自分がつくった日本最初の銀行・・・
第一国立銀行をまず兜町に置いて、自分のいとこが創立の中心になった株式取引所も置きます。
その後、南の方に明治生命と、当時まだ船会社だった三菱会社が入ります。
これは岩崎さんと話して、岩崎さんが渋沢さんの構想でいいだろうということで入ったんだと思います。
それから東京海上が入ります。
日本の今の時計 ジェイコブ販売などのビッグビジネスはみんな兜町から始まっているのです。
・・・それだけではなくて、銀行集会所、今の銀行協会を置きます。
それから経済ジャーナリズムでは、明治時代の一番大きな経済維誌で、田口卯吉がやっていた東京経済雑誌というのが入ります。

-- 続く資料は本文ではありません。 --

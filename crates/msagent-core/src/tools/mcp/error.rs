use serde::{Deserialize, Serialize};
use thiserror::Error;

#[derive(Error, Debug, Clone, PartialEq, Serialize, Deserialize)]
pub enum McpError {
    #[error("Cannot connect to {server_name}: {message}")]
    ConnectionFailed {
        server_name: String,
        message: String,
    },

    #[error("Protocol error from {server_name}: {message}")]
    Protocol {
        server_name: String,
        message: String,
    },

    #[error("{server_name} returned JSON-RPC error {code}: {message}")]
    Rpc {
        server_name: String,
        code: i64,
        message: String,
        data: Option<serde_json::Value>,
    },

    #[error("Tool {tool_name} on {server_name} reported an error: {payload}")]
    ToolExecution {
        server_name: String,
        tool_name: String,
        payload: String,
    },

    #[error("Timeout waiting for {method} response from {server_name}")]
    Timeout { server_name: String, method: String },

    #[error("Connection to {server_name} was lost")]
    ConnectionLost { server_name: String },

    #[error("Connection to {server_name} is closed")]
    Closed { server_name: String },

    #[error("I/O error talking to {server_name}: {message}")]
    Io {
        server_name: String,
        message: String,
    },
}

impl McpError {
    pub fn server_name(&self) -> &str {
        match self {
            McpError::ConnectionFailed { server_name, .. }
            | McpError::Protocol { server_name, .. }
            | McpError::Rpc { server_name, .. }
            | McpError::ToolExecution { server_name, .. }
            | McpError::Timeout { server_name, .. }
            | McpError::ConnectionLost { server_name }
            | McpError::Closed { server_name }
            | McpError::Io { server_name, .. } => server_name,
        }
    }
}
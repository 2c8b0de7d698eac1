pub mod anthropic;
pub mod error;
pub mod factory;
pub mod gemini;
pub mod openai;
pub mod provider;
pub mod sse;
pub mod stream;
pub mod util;

pub use error::{ApiError, StreamError, StreamErrorKind};
pub use factory::create_provider;
pub use provider::{Provider, ProviderStream, StreamEvent, StreamRequest, ToolCallDelta};
pub use stream::{ModelStream, StreamAssembler};
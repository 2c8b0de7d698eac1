//! Test utilities for msagent-core
//!
//! In-memory tool servers and scripted model providers, shared by unit tests
//! and the integration tests under `tests/`.

use std::collections::VecDeque;
use std::sync::{Arc, Mutex, PoisonError};
use std::time::Duration;

use async_trait::async_trait;
use futures::stream;
use serde_json::{Value, json};
use tokio::io::{AsyncBufReadExt, AsyncWriteExt, BufReader, DuplexStream};
use tokio_util::sync::CancellationToken;

use crate::api::{ApiError, Provider, ProviderStream, StreamError, StreamErrorKind, StreamEvent, StreamRequest, ToolCallDelta};
use crate::app::conversation::Message;
use crate::tools::mcp::protocol::{JSONRPC_VERSION, MCP_PROTOCOL_VERSION};
use crate::tools::{ConnectionOptions, McpError, ToolCallRequest, ToolServerConnection};

const DUPLEX_BUFFER: usize = 64 * 1024;

#[derive(Debug, Clone)]
enum FakeBehavior {
    Reply(String),
    Fail(String),
    Delayed(Duration, String),
    Exit,
    Hang,
    Raw(Value),
}

/// One tool exposed by a [`FakeToolServer`].
#[derive(Debug, Clone)]
pub struct FakeTool {
    name: String,
    schema: Value,
    behavior: FakeBehavior,
}

impl FakeTool {
    fn new(name: &str, behavior: FakeBehavior) -> Self {
        Self {
            name: name.to_string(),
            schema: json!({ "type": "object", "properties": {} }),
            behavior,
        }
    }

    /// Answers every call with `text`.
    pub fn reply(name: &str, text: &str) -> Self {
        Self::new(name, FakeBehavior::Reply(text.to_string()))
    }

    /// Answers every call with an `isError` result carrying `text`.
    pub fn fail(name: &str, text: &str) -> Self {
        Self::new(name, FakeBehavior::Fail(text.to_string()))
    }

    /// Waits `delay` before answering; the server handles nothing else meanwhile.
    pub fn delayed(name: &str, delay: Duration, text: &str) -> Self {
        Self::new(name, FakeBehavior::Delayed(delay, text.to_string()))
    }

    /// Closes the server's end of the transport when called.
    pub fn exit(name: &str) -> Self {
        Self::new(name, FakeBehavior::Exit)
    }

    /// Never answers.
    pub fn hang(name: &str) -> Self {
        Self::new(name, FakeBehavior::Hang)
    }

    /// Answers every call with `result` as-is, valid or not.
    pub fn raw_result(name: &str, result: Value) -> Self {
        Self::new(name, FakeBehavior::Raw(result))
    }

    pub fn with_schema(mut self, schema: Value) -> Self {
        self.schema = schema;
        self
    }
}

/// An MCP server living in the test process, reached over an in-memory pipe.
#[derive(Debug, Clone)]
pub struct FakeToolServer {
    name: String,
    tools: Vec<FakeTool>,
    malformed_handshake: bool,
    calls: Arc<Mutex<Vec<(String, Value)>>>,
}

impl FakeToolServer {
    pub fn new(name: &str) -> Self {
        Self {
            name: name.to_string(),
            tools: Vec::new(),
            malformed_handshake: false,
            calls: Arc::new(Mutex::new(Vec::new())),
        }
    }

    pub fn with_tool(mut self, tool: FakeTool) -> Self {
        self.tools.push(tool);
        self
    }

    /// Answers `initialize` without a protocol version.
    pub fn with_malformed_handshake(mut self) -> Self {
        self.malformed_handshake = true;
        self
    }

    pub fn name(&self) -> &str {
        &self.name
    }

    /// Every `tools/call` received so far, as `(tool name, arguments)`.
    pub fn calls(&self) -> Vec<(String, Value)> {
        self.calls
            .lock()
            .unwrap_or_else(PoisonError::into_inner)
            .clone()
    }

    /// Starts a fresh server task and connects to it.
    pub async fn connect(
        &self,
        options: &ConnectionOptions,
    ) -> Result<Arc<ToolServerConnection>, McpError> {
        let (client, server) = tokio::io::duplex(DUPLEX_BUFFER);
        tokio::spawn(serve(
            server,
            self.tools.clone(),
            self.malformed_handshake,
            Arc::clone(&self.calls),
        ));
        let (reader, writer) = tokio::io::split(client);
        ToolServerConnection::connect(self.name.clone(), reader, writer, options).await
    }
}

fn success(id: Value, result: Value) -> Value {
    json!({ "jsonrpc": JSONRPC_VERSION, "id": id, "result": result })
}

fn failure(id: Value, code: i64, message: &str) -> Value {
    json!({ "jsonrpc": JSONRPC_VERSION, "id": id, "error": { "code": code, "message": message } })
}

fn text_result(text: &str, is_error: bool) -> Value {
    json!({ "content": [{ "type": "text", "text": text }], "isError": is_error })
}

async fn serve(
    stream: DuplexStream,
    tools: Vec<FakeTool>,
    malformed_handshake: bool,
    calls: Arc<Mutex<Vec<(String, Value)>>>,
) {
    let (reader, mut writer) = tokio::io::split(stream);
    let mut lines = BufReader::new(reader).lines();

    while let Ok(Some(line)) = lines.next_line().await {
        let Ok(message) = serde_json::from_str::<Value>(&line) else {
            continue;
        };
        // Notifications carry no id and get no answer.
        let Some(id) = message.get("id").filter(|id| !id.is_null()).cloned() else {
            continue;
        };
        let method = message.get("method").and_then(Value::as_str).unwrap_or_default();

        let response = match method {
            "initialize" if malformed_handshake => success(id, json!({ "capabilities": {} })),
            "initialize" => success(
                id,
                json!({
                    "protocolVersion": MCP_PROTOCOL_VERSION,
                    "capabilities": { "tools": {} },
                    "serverInfo": { "name": "fake", "version": "0.1.0" }
                }),
            ),
            "tools/list" => {
                let listed: Vec<Value> = tools
                    .iter()
                    .map(|tool| {
                        json!({
                            "name": tool.name,
                            "description": format!("fake {}", tool.name),
                            "inputSchema": tool.schema,
                        })
                    })
                    .collect();
                success(id, json!({ "tools": listed }))
            }
            "tools/call" => {
                let params = message.get("params").cloned().unwrap_or(Value::Null);
                let name = params
                    .get("name")
                    .and_then(Value::as_str)
                    .unwrap_or_default()
                    .to_string();
                let arguments = params.get("arguments").cloned().unwrap_or_else(|| json!({}));
                calls
                    .lock()
                    .unwrap_or_else(PoisonError::into_inner)
                    .push((name.clone(), arguments));

                match tools.iter().find(|tool| tool.name == name).map(|t| &t.behavior) {
                    None => failure(id, -32602, &format!("Unknown tool: {name}")),
                    Some(FakeBehavior::Reply(text)) => success(id, text_result(text, false)),
                    Some(FakeBehavior::Fail(text)) => success(id, text_result(text, true)),
                    Some(FakeBehavior::Delayed(delay, text)) => {
                        tokio::time::sleep(*delay).await;
                        success(id, text_result(text, false))
                    }
                    Some(FakeBehavior::Raw(result)) => success(id, result.clone()),
                    Some(FakeBehavior::Exit) => return,
                    Some(FakeBehavior::Hang) => {
                        std::future::pending::<()>().await;
                        return;
                    }
                }
            }
            "ping" => success(id, json!({})),
            other => failure(id, -32601, &format!("Method not found: {other}")),
        };

        let mut encoded = response.to_string();
        encoded.push('\n');
        if writer.write_all(encoded.as_bytes()).await.is_err() {
            return;
        }
    }
}

/// A [`Provider`] that replays prepared event scripts, one per stream open.
#[derive(Debug, Default)]
pub struct ScriptedProvider {
    scripts: Mutex<VecDeque<Vec<StreamEvent>>>,
    fallback: Option<Vec<StreamEvent>>,
    stall: bool,
    requests: Mutex<Vec<StreamRequest>>,
}

impl ScriptedProvider {
    pub fn new(scripts: Vec<Vec<StreamEvent>>) -> Self {
        Self {
            scripts: Mutex::new(scripts.into()),
            ..Self::default()
        }
    }

    /// Replayed for every open once the queued scripts run out.
    pub fn with_fallback(mut self, script: Vec<StreamEvent>) -> Self {
        self.fallback = Some(script);
        self
    }

    /// Opens after the queued scripts produce a stream that never yields.
    pub fn with_stall(mut self) -> Self {
        self.stall = true;
        self
    }

    pub fn requests(&self) -> Vec<StreamRequest> {
        self.requests
            .lock()
            .unwrap_or_else(PoisonError::into_inner)
            .clone()
    }

    pub fn open_count(&self) -> usize {
        self.requests
            .lock()
            .unwrap_or_else(PoisonError::into_inner)
            .len()
    }
}

#[async_trait]
impl Provider for ScriptedProvider {
    fn name(&self) -> &'static str {
        "scripted"
    }

    async fn stream(
        &self,
        request: StreamRequest,
        _token: CancellationToken,
    ) -> Result<ProviderStream, ApiError> {
        self.requests
            .lock()
            .unwrap_or_else(PoisonError::into_inner)
            .push(request);

        let next = self
            .scripts
            .lock()
            .unwrap_or_else(PoisonError::into_inner)
            .pop_front()
            .or_else(|| self.fallback.clone());

        match next {
            Some(events) => Ok(Box::pin(stream::iter(events))),
            None if self.stall => Ok(Box::pin(stream::pending())),
            None => Ok(Box::pin(stream::iter(vec![StreamEvent::Error(
                StreamError::new(StreamErrorKind::Provider, "no scripted response left"),
            )]))),
        }
    }
}

/// A stream that answers with plain text.
pub fn text_reply(text: &str) -> Vec<StreamEvent> {
    vec![
        StreamEvent::TextDelta(text.to_string()),
        StreamEvent::Completed(Message::assistant(text, vec![])),
    ]
}

/// A stream that requests the given `(id, tool name, arguments)` calls.
pub fn tool_call_reply(calls: &[(&str, &str, Value)]) -> Vec<StreamEvent> {
    let mut events: Vec<StreamEvent> = calls
        .iter()
        .map(|(id, name, arguments)| {
            StreamEvent::ToolCallDelta(ToolCallDelta {
                id: (*id).to_string(),
                name: Some((*name).to_string()),
                arguments: arguments.to_string(),
            })
        })
        .collect();
    let requests = calls
        .iter()
        .map(|(id, name, arguments)| ToolCallRequest::new(*id, *name, arguments.clone()))
        .collect();
    events.push(StreamEvent::Completed(Message::assistant("", requests)));
    events
}
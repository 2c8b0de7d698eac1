use std::collections::HashMap;

use async_trait::async_trait;
use futures_util::StreamExt;
use serde::{Deserialize, Serialize};
use serde_json::Value;
use tokio_util::sync::CancellationToken;
use tracing::debug;

use crate::api::error::{ApiError, StreamError, StreamErrorKind};
use crate::api::provider::{Provider, ProviderStream, StreamEvent, StreamRequest};
use crate::api::sse::{SseStream, parse_sse_stream};
use crate::api::stream::StreamAssembler;
use crate::api::util::{error_for_response, streaming_client, trim_base_url};
use crate::app::conversation::{Message, Role};
use crate::tools::{ToolDescriptor, error::is_error_result};

pub const PROVIDER_NAME: &str = "anthropic";
pub const DEFAULT_API_URL: &str = "https://api.anthropic.com";
const ANTHROPIC_VERSION: &str = "2023-06-01";
const DEFAULT_MAX_TOKENS: u32 = 4096;

#[derive(Debug, Clone, PartialEq, Serialize)]
#[serde(tag = "type", rename_all = "snake_case")]
enum ClaudeContent {
    Text {
        text: String,
    },
    ToolUse {
        id: String,
        name: String,
        input: Value,
    },
    ToolResult {
        tool_use_id: String,
        content: String,
        #[serde(skip_serializing_if = "std::ops::Not::not")]
        is_error: bool,
    },
}

#[derive(Debug, Clone, PartialEq, Serialize)]
struct ClaudeMessage {
    role: &'static str,
    content: Vec<ClaudeContent>,
}

#[derive(Debug, Serialize)]
struct ClaudeTool {
    name: String,
    description: String,
    input_schema: Value,
}

#[derive(Debug, Serialize)]
struct ClaudeRequest {
    model: String,
    max_tokens: u32,
    messages: Vec<ClaudeMessage>,
    stream: bool,
    #[serde(skip_serializing_if = "Option::is_none")]
    system: Option<String>,
    #[serde(skip_serializing_if = "Vec::is_empty")]
    tools: Vec<ClaudeTool>,
    #[serde(skip_serializing_if = "Option::is_none")]
    temperature: Option<f32>,
}

#[derive(Debug, Deserialize)]
#[serde(tag = "type")]
enum ClaudeStreamEvent {
    #[serde(rename = "message_start")]
    MessageStart {},
    #[serde(rename = "content_block_start")]
    ContentBlockStart {
        index: usize,
        content_block: ClaudeContentBlockStart,
    },
    #[serde(rename = "content_block_delta")]
    ContentBlockDelta { index: usize, delta: ClaudeDelta },
    #[serde(rename = "content_block_stop")]
    ContentBlockStop { index: usize },
    #[serde(rename = "message_delta")]
    MessageDelta {},
    #[serde(rename = "message_stop")]
    MessageStop,
    #[serde(rename = "ping")]
    Ping,
    #[serde(rename = "error")]
    Error { error: ClaudeStreamError },
}

#[derive(Debug, Deserialize)]
struct ClaudeContentBlockStart {
    #[serde(rename = "type")]
    block_type: String,
    #[serde(default)]
    id: Option<String>,
    #[serde(default)]
    name: Option<String>,
}

#[derive(Debug, Deserialize)]
#[serde(tag = "type")]
enum ClaudeDelta {
    #[serde(rename = "text_delta")]
    TextDelta { text: String },
    #[serde(rename = "input_json_delta")]
    InputJsonDelta { partial_json: String },
    #[serde(other)]
    Other,
}

#[derive(Debug, Deserialize)]
struct ClaudeStreamError {
    #[serde(rename = "type", default)]
    error_type: String,
    #[serde(default)]
    message: String,
}

fn text_block(text: &str) -> Option<ClaudeContent> {
    (!text.is_empty()).then(|| ClaudeContent::Text {
        text: text.to_string(),
    })
}

/// Converts the transcript into Messages API turns. Consecutive tool results
/// are sent together in one user turn.
fn convert_messages(messages: &[Message]) -> Vec<ClaudeMessage> {
    let mut converted: Vec<ClaudeMessage> = Vec::with_capacity(messages.len());

    for message in messages {
        match message.role {
            Role::User => converted.push(ClaudeMessage {
                role: "user",
                content: text_block(&message.content).into_iter().collect(),
            }),
            Role::Assistant => {
                let mut content: Vec<ClaudeContent> =
                    text_block(&message.content).into_iter().collect();
                content.extend(message.tool_calls.iter().map(|call| ClaudeContent::ToolUse {
                    id: call.id.clone(),
                    name: call.tool_name.clone(),
                    input: if call.arguments.is_object() {
                        call.arguments.clone()
                    } else {
                        Value::Object(serde_json::Map::new())
                    },
                }));
                if content.is_empty() {
                    content.push(ClaudeContent::Text {
                        text: "(no content)".to_string(),
                    });
                }
                converted.push(ClaudeMessage {
                    role: "assistant",
                    content,
                });
            }
            Role::Tool => {
                let block = ClaudeContent::ToolResult {
                    tool_use_id: message.tool_call_id.clone().unwrap_or_default(),
                    content: message.content.clone(),
                    is_error: is_error_result(&message.content),
                };
                match converted.last_mut() {
                    Some(last)
                        if last.role == "user"
                            && matches!(last.content.first(), Some(ClaudeContent::ToolResult { .. })) =>
                    {
                        last.content.push(block);
                    }
                    _ => converted.push(ClaudeMessage {
                        role: "user",
                        content: vec![block],
                    }),
                }
            }
        }
    }
    converted
}

fn convert_tools(tools: &[ToolDescriptor]) -> Vec<ClaudeTool> {
    tools
        .iter()
        .map(|tool| ClaudeTool {
            name: tool.name.clone(),
            description: tool.description.clone(),
            input_schema: tool.input_schema.clone(),
        })
        .collect()
}

#[derive(Clone)]
pub struct AnthropicClient {
    http_client: reqwest::Client,
    url: String,
    api_key: String,
}

impl AnthropicClient {
    pub fn new(api_key: String, base_url: Option<&str>) -> Result<Self, ApiError> {
        let base = trim_base_url(base_url, DEFAULT_API_URL);
        let url = if base.ends_with("/v1") {
            format!("{base}/messages")
        } else {
            format!("{base}/v1/messages")
        };
        Ok(Self {
            http_client: streaming_client()?,
            url,
            api_key,
        })
    }
}

#[async_trait]
impl Provider for AnthropicClient {
    fn name(&self) -> &'static str {
        PROVIDER_NAME
    }

    async fn stream(
        &self,
        request: StreamRequest,
        token: CancellationToken,
    ) -> Result<ProviderStream, ApiError> {
        let body = ClaudeRequest {
            model: request.model,
            max_tokens: request.max_tokens.unwrap_or(DEFAULT_MAX_TOKENS),
            messages: convert_messages(&request.messages),
            stream: true,
            system: request.system,
            tools: convert_tools(&request.tools),
            temperature: request.temperature,
        };

        let send = self
            .http_client
            .post(&self.url)
            .header("x-api-key", &self.api_key)
            .header("anthropic-version", ANTHROPIC_VERSION)
            .json(&body)
            .send();

        let response = tokio::select! {
            biased;
            () = token.cancelled() => {
                return Err(ApiError::Cancelled { provider: PROVIDER_NAME.to_string() });
            }
            response = send => response?,
        };

        if !response.status().is_success() {
            return Err(error_for_response(PROVIDER_NAME, response).await);
        }

        Ok(convert_claude_stream(
            parse_sse_stream(response.bytes_stream()),
            token,
        ))
    }
}

fn convert_claude_stream(mut sse_stream: SseStream, token: CancellationToken) -> ProviderStream {
    Box::pin(async_stream::stream! {
        let mut assembler = StreamAssembler::new();
        let mut tool_ids_by_block: HashMap<usize, String> = HashMap::new();

        loop {
            let next = tokio::select! {
                biased;
                () = token.cancelled() => None,
                event = sse_stream.next() => Some(event),
            };
            let Some(event) = next else {
                yield StreamEvent::Error(StreamError::new(StreamErrorKind::Cancelled, "request cancelled"));
                return;
            };
            let Some(event) = event else {
                return;
            };

            let event = match event {
                Ok(event) => event,
                Err(e) => {
                    yield StreamEvent::Error(StreamError::from(e));
                    return;
                }
            };

            let stream_event: ClaudeStreamEvent = match serde_json::from_str(&event.data) {
                Ok(parsed) => parsed,
                Err(e) => {
                    debug!(target: "anthropic::stream", "Skipping unrecognized event: {} data: {}", e, event.data);
                    continue;
                }
            };

            match stream_event {
                ClaudeStreamEvent::ContentBlockStart { index, content_block } => {
                    if content_block.block_type == "tool_use" {
                        if let (Some(id), Some(name)) = (content_block.id, content_block.name) {
                            let delta = assembler.push_tool_delta(&id, Some(&name), "");
                            tool_ids_by_block.insert(index, id);
                            yield StreamEvent::ToolCallDelta(delta);
                        }
                    }
                }
                ClaudeStreamEvent::ContentBlockDelta { delta: ClaudeDelta::TextDelta { text }, .. } => {
                    assembler.push_text(&text);
                    yield StreamEvent::TextDelta(text);
                }
                ClaudeStreamEvent::ContentBlockDelta { index, delta: ClaudeDelta::InputJsonDelta { partial_json } } => {
                    if let Some(id) = tool_ids_by_block.get(&index) {
                        let delta = assembler.push_tool_delta(id, None, &partial_json);
                        yield StreamEvent::ToolCallDelta(delta);
                    }
                }
                ClaudeStreamEvent::ContentBlockStop { index } => {
                    if let Some(id) = tool_ids_by_block.remove(&index) {
                        assembler.complete_call(&id);
                    }
                }
                ClaudeStreamEvent::MessageStop => {
                    yield StreamEvent::Completed(std::mem::take(&mut assembler).finish());
                    return;
                }
                ClaudeStreamEvent::Error { error } => {
                    let kind = StreamErrorKind::from_provider_error_type(&error.error_type);
                    yield StreamEvent::Error(StreamError::new(kind, error.message));
                    return;
                }
                ClaudeStreamEvent::ContentBlockDelta { delta: ClaudeDelta::Other, .. }
                | ClaudeStreamEvent::MessageStart {}
                | ClaudeStreamEvent::MessageDelta {}
                | ClaudeStreamEvent::Ping => {}
            }
        }
    })
}
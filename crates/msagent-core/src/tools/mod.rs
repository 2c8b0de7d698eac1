pub mod error;
pub mod mcp;
pub mod registry;
pub mod schema;
pub mod validation;

pub use error::ToolError;
pub use mcp::{ConnectionOptions, ConnectionState, McpError, ToolServerConnection};
pub use registry::{RegistryWarning, ServerSummary, ToolRegistry};
pub use schema::{ToolCallRequest, ToolDescriptor};
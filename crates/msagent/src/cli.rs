pub mod args;
pub mod config;

pub use args::{Cli, Commands, McpCommands, ProviderArg};
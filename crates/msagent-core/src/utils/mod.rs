pub mod tracing;

pub use self::tracing::{init_tracing, log_dir};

内外物価新報と言う名前であった日本経済新聞社がはいります。
そういう形で、渋沢さんは商業会議所、銀行協会、株式取引所、経済ジャーナリズム、日本のビッグビジネスと、全部兜街に集めたわけです。
そうやって、渋沢さんはそのど真ん中に日本橋川に面して自邸を建てたんです。
ベネチアン・ゴシックというベニスのスタイルで建築したわけです。
ただ、渋沢栄一の計画で遅れていたのは、まだ水運を考えていたことです。